Decisão interrompe análise iniciada no plenário virtual e leva caso para julgamento presencial, ainda sem data definida
O Supremo Tribunal Federal (STF) suspendeu o julgamento que analisava a privatização da Sabesp após um pedido de destaque do ministro Luiz Fux. Com isso, a votação é reiniciada e o caso será transferido para o plenário físico da Corte, em data que ainda não foi marcada.
A análise havia começado nesta sexta-feira (20) no ambiente virtual do STF e seguiria até o dia 27 de março. No entanto, poucos minutos após o início, o processo foi interrompido.
Relator da ação, o ministro Cristiano Zanin foi o único a votar até o momento. Ele se posicionou contra o pedido do Partido dos Trabalhadores (PT), que tenta barrar a desestatização da companhia.

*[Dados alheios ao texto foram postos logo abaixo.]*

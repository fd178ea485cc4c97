//! Application service layer - access gate use case, config, scanning

pub mod app;
pub mod config;
pub mod repository;
pub mod scanner;
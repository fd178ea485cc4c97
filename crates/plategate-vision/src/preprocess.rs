//! Fixed, ordered preprocessing variants of a plate crop
//!
//! Every transform upscales the crop 2x (cubic) and converts it to grayscale
//! before its own processing. The order of [`PREPROCESSING_VARIANTS`] is the
//! evaluation order of the consensus selector and decides ties.

use image::imageops::{self, FilterType};
use image::GrayImage;
use imageproc::contrast::{otsu_level, threshold, ThresholdType};
use imageproc::distance_transform::Norm;
use imageproc::edges::canny;
use imageproc::filter::{bilateral_filter, gaussian_blur_f32, median_filter};
use imageproc::morphology::dilate;

use crate::crop::PlateCrop;
use crate::filters::{adaptive_gaussian_threshold, clahe, mean_intensity};

pub type Transform = fn(&PlateCrop) -> PlateCrop;

/// Named pure transform of a plate crop
#[derive(Clone, Copy)]
pub struct PreprocessingVariant {
    pub name: &'static str,
    pub transform: Transform,
}

impl std::fmt::Debug for PreprocessingVariant {
    fn fmt(&self, f: &mut std::fmt::Formatter<'_>) -> std::fmt::Result {
        f.debug_struct("PreprocessingVariant")
            .field("name", &self.name)
            .finish()
    }
}

impl PreprocessingVariant {
    pub fn apply(&self, crop: &PlateCrop) -> PlateCrop {
        (self.transform)(crop)
    }
}

/// Evaluation order matters: the first variant wins on equal confidence.
pub const PREPROCESSING_VARIANTS: [PreprocessingVariant; 5] = [
    PreprocessingVariant {
        name: "adaptive",
        transform: adaptive,
    },
    PreprocessingVariant {
        name: "invert",
        transform: invert,
    },
    PreprocessingVariant {
        name: "otsu",
        transform: otsu,
    },
    PreprocessingVariant {
        name: "standard",
        transform: standard,
    },
    PreprocessingVariant {
        name: "morphology",
        transform: morphology,
    },
];

const CLAHE_GRID: u32 = 8;
const ADAPTIVE_CLIP_LIMIT: f32 = 2.0;
const INVERT_CLIP_LIMIT: f32 = 3.0;
// Sigma of an 11px Gaussian block
const ADAPTIVE_SIGMA: f32 = 2.0;
const ADAPTIVE_OFFSET: f32 = 2.0;
// Sigma of a 5x5 Gaussian kernel
const OTSU_BLUR_SIGMA: f32 = 1.1;
const DARK_PLATE_MEAN: f64 = 127.0;
const BILATERAL_WINDOW: u32 = 11;
const BILATERAL_SIGMA: f32 = 17.0;
const CANNY_LOW: f32 = 30.0;
const CANNY_HIGH: f32 = 200.0;

fn upscale_gray(crop: &PlateCrop) -> GrayImage {
    let gray = crop.to_gray();
    if gray.width() == 0 || gray.height() == 0 {
        return gray;
    }
    imageops::resize(&gray, gray.width() * 2, gray.height() * 2, FilterType::CatmullRom)
}

/// CLAHE contrast enhancement followed by adaptive thresholding
fn adaptive(crop: &PlateCrop) -> PlateCrop {
    let gray = upscale_gray(crop);
    let enhanced = clahe(&gray, ADAPTIVE_CLIP_LIMIT, CLAHE_GRID);
    PlateCrop::from_gray(adaptive_gaussian_threshold(&enhanced, ADAPTIVE_SIGMA, ADAPTIVE_OFFSET))
}

/// Dark plates with light text are inverted, then contrast-enhanced
fn invert(crop: &PlateCrop) -> PlateCrop {
    let mut gray = upscale_gray(crop);
    if mean_intensity(&gray) < DARK_PLATE_MEAN {
        imageops::invert(&mut gray);
    }
    PlateCrop::from_gray(clahe(&gray, INVERT_CLIP_LIMIT, CLAHE_GRID))
}

/// Gaussian blur then global Otsu threshold
fn otsu(crop: &PlateCrop) -> PlateCrop {
    let gray = upscale_gray(crop);
    if gray.width() == 0 || gray.height() == 0 {
        return PlateCrop::from_gray(gray);
    }
    let blurred = gaussian_blur_f32(&gray, OTSU_BLUR_SIGMA);
    let level = otsu_level(&blurred);
    PlateCrop::from_gray(threshold(&blurred, level, ThresholdType::Binary))
}

/// Denoise only
fn standard(crop: &PlateCrop) -> PlateCrop {
    let gray = upscale_gray(crop);
    if gray.width() == 0 || gray.height() == 0 {
        return PlateCrop::from_gray(gray);
    }
    PlateCrop::from_gray(median_filter(&gray, 1, 1))
}

/// Edge-preserving smoothing, edge detection, then dilation to join strokes
fn morphology(crop: &PlateCrop) -> PlateCrop {
    let gray = upscale_gray(crop);
    if gray.width() == 0 || gray.height() == 0 {
        return PlateCrop::from_gray(gray);
    }
    let filtered = bilateral_filter(&gray, BILATERAL_WINDOW, BILATERAL_SIGMA, BILATERAL_SIGMA);
    let edges = canny(&filtered, CANNY_LOW, CANNY_HIGH);
    PlateCrop::from_gray(dilate(&edges, Norm::LInf, 1))
}
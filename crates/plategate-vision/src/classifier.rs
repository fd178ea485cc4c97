//! Color and make/model classification of the full frame

use std::ffi::OsString;
use std::path::Path;

use image::DynamicImage;
use serde::Deserialize;
use tracing::warn;

use plategate_types::{AttributePrediction, Result};

use crate::command::{scratch_path, ExternalCommand};

/// Predicts one vehicle attribute. Never fails; problems yield "Unknown".
pub trait AttributeClassifier: Send + Sync {
    fn classify(&self, frame: &DynamicImage) -> AttributePrediction;
}

/// Classifier used when none is configured
#[derive(Debug, Default, Clone, Copy)]
pub struct UnknownClassifier;

impl AttributeClassifier for UnknownClassifier {
    fn classify(&self, _frame: &DynamicImage) -> AttributePrediction {
        AttributePrediction::unknown()
    }
}

#[derive(Debug, Deserialize)]
struct ClassifierResponse {
    label: Option<String>,
    index: Option<usize>,
    #[serde(default)]
    confidence: f64,
}

/// Classifier run as a subprocess: `<command> --image <frame>`.
///
/// The tool prints `{"label": .., "confidence": ..}` or, for models that only
/// know class indices, `{"index": .., "confidence": ..}` resolved against a
/// labels file.
#[derive(Debug, Clone)]
pub struct CommandClassifier {
    command: ExternalCommand,
    labels: Vec<String>,
}

impl CommandClassifier {
    pub fn new(command_line: &str) -> Result<Self> {
        Ok(Self {
            command: ExternalCommand::parse(command_line)?,
            labels: Vec::new(),
        })
    }

    /// Load class labels, one per line
    pub fn with_labels_file(mut self, path: &Path) -> Result<Self> {
        let content = std::fs::read_to_string(path)?;
        self.labels = parse_labels(&content);
        Ok(self)
    }

    fn resolve(&self, response: ClassifierResponse) -> AttributePrediction {
        let label = match (response.label, response.index) {
            (Some(label), _) => label,
            (None, Some(index)) => self
                .labels
                .get(index)
                .cloned()
                .unwrap_or_else(|| format!("Index {}", index)),
            (None, None) => return AttributePrediction::unknown(),
        };
        AttributePrediction::new(label, response.confidence)
    }
}

impl AttributeClassifier for CommandClassifier {
    fn classify(&self, frame: &DynamicImage) -> AttributePrediction {
        let path = scratch_path("plategate_attr", "png");
        if let Err(err) = frame.save_with_format(&path, image::ImageFormat::Png) {
            warn!(error = %err, "could not write frame for classifier");
            return AttributePrediction::unknown();
        }

        let args = [OsString::from("--image"), path.clone().into_os_string()];
        let response = self.command.run_json::<ClassifierResponse>(&args);
        let _ = std::fs::remove_file(&path);

        match response {
            Ok(response) => self.resolve(response),
            Err(err) => {
                warn!(program = %self.command.program(), error = %err, "classifier failed");
                AttributePrediction::unknown()
            }
        }
    }
}

/// Labels exported as `"0 ClassName"` lose their leading index.
pub fn parse_labels(content: &str) -> Vec<String> {
    content
        .lines()
        .map(str::trim)
        .filter(|line| !line.is_empty())
        .map(|line| match line.split_once(' ') {
            Some((index, name)) if index.chars().all(|c| c.is_ascii_digit()) => name.trim().to_string(),
            _ => line.to_string(),
        })
        .collect()
}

Para o magistrado, a sigla não apresentou argumentos específicos capazes de comprovar a inconstitucionalidade das normas que permitiram a privatização.
Zanin destacou que o STF já possui entendimento consolidado de que questionamentos genéricos, sem fundamentação detalhada, não são aceitos em ações desse tipo.
Entre os pontos levantados pelo PT estão a suposta venda da empresa abaixo do valor de mercado, além de possíveis irregularidades no processo que teriam favorecido um único grupo empresarial. O partido também questiona a atuação de integrantes ligados à empresa vencedora dentro do conselho que aprovou a operação.
Essas alegações já haviam sido rejeitadas anteriormente pelo ministro Luís Roberto Barroso, ainda na presidência da Corte, sob o argumento de que a análise exigiria produção de provas — o que não cabe nesse tipo de ação. À época, ele também alertou que a suspensão do processo poderia gerar prejuízos bilionários ao estado de São Paulo.
A privatização da Sabesp foi concluída em julho de 2024, com a venda de 32% das ações da companhia. Parte dos papéis foi adquirida pela Equatorial, enquanto o restante foi distribuído entre investidores e funcionários, movimentando bilhões de reais.